Stored items —
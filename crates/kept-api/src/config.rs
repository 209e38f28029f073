use std::collections::HashMap;
use std::env;
use std::path::PathBuf;

use kept_core::config::DEFAULT_TRASH_RETENTION_DAYS;
use thiserror::Error;

#[derive(Debug, Error)]
pub enum ConfigError {
    #[error("Invalid configuration: {0}")]
    Invalid(String),
}

#[derive(Debug, Clone)]
pub struct AppConfig {
    pub bind_addr: String,
    pub db_path: PathBuf,
    pub trash_retention: chrono::Duration,
}

impl AppConfig {
    pub fn from_env() -> Result<Self, ConfigError> {
        let values: HashMap<String, String> = env::vars().collect();
        Self::from_lookup(|name| values.get(name).cloned())
    }

    fn from_lookup(lookup: impl Fn(&str) -> Option<String>) -> Result<Self, ConfigError> {
        let bind_addr = value_or_default(&lookup, "KEPT_API_BIND_ADDR", "127.0.0.1:6727");
        let db_path = PathBuf::from(value_or_default(
            &lookup,
            "KEPT_API_DB_PATH",
            "kept-api.db",
        ));

        let retention_days = value_or_default(
            &lookup,
            "KEPT_TRASH_RETENTION_DAYS",
            &DEFAULT_TRASH_RETENTION_DAYS.to_string(),
        )
        .parse::<i64>()
        .map_err(|_| {
            ConfigError::Invalid("KEPT_TRASH_RETENTION_DAYS must be an integer in [1, 365]".to_string())
        })?;
        if !(1..=365).contains(&retention_days) {
            return Err(ConfigError::Invalid(
                "KEPT_TRASH_RETENTION_DAYS must be in [1, 365]".to_string(),
            ));
        }

        Ok(Self {
            bind_addr,
            db_path,
            trash_retention: chrono::Duration::days(retention_days),
        })
    }
}

fn value_or_default(lookup: impl Fn(&str) -> Option<String>, name: &str, default: &str) -> String {
    optional_trimmed(lookup, name).unwrap_or_else(|| default.to_string())
}

fn optional_trimmed(lookup: impl Fn(&str) -> Option<String>, name: &str) -> Option<String> {
    lookup(name).and_then(|value| {
        let trimmed = value.trim();
        if trimmed.is_empty() {
            None
        } else {
            Some(trimmed.to_string())
        }
    })
}

#[cfg(test)]
mod tests {
    use std::collections::HashMap;

    use super::*;

    fn config_from(pairs: &[(&str, &str)]) -> Result<AppConfig, ConfigError> {
        let map: HashMap<&str, &str> = pairs.iter().copied().collect();
        AppConfig::from_lookup(|key| map.get(key).map(|value| (*value).to_string()))
    }

    #[test]
    fn config_defaults_to_local_port() {
        let config = config_from(&[]).unwrap();
        assert_eq!(config.bind_addr, "127.0.0.1:6727");
        assert_eq!(config.db_path, PathBuf::from("kept-api.db"));
        assert_eq!(config.trash_retention.num_days(), 7);
    }

    #[test]
    fn config_reads_overrides() {
        let config = config_from(&[
            ("KEPT_API_BIND_ADDR", " 0.0.0.0:9000 "),
            ("KEPT_API_DB_PATH", "/var/lib/kept/api.db"),
            ("KEPT_TRASH_RETENTION_DAYS", "30"),
        ])
        .unwrap();

        assert_eq!(config.bind_addr, "0.0.0.0:9000");
        assert_eq!(config.db_path, PathBuf::from("/var/lib/kept/api.db"));
        assert_eq!(config.trash_retention.num_days(), 30);
    }

    #[test]
    fn config_rejects_bad_retention() {
        let err = config_from(&[("KEPT_TRASH_RETENTION_DAYS", "0")]).unwrap_err();
        assert!(err.to_string().contains("KEPT_TRASH_RETENTION_DAYS"));

        assert!(config_from(&[("KEPT_TRASH_RETENTION_DAYS", "week")]).is_err());
    }
}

ABOUT THIS EXERCISE — Determine how many lines in the records above hold the word "PathBuf", and answer with that number only.

REPLY — 5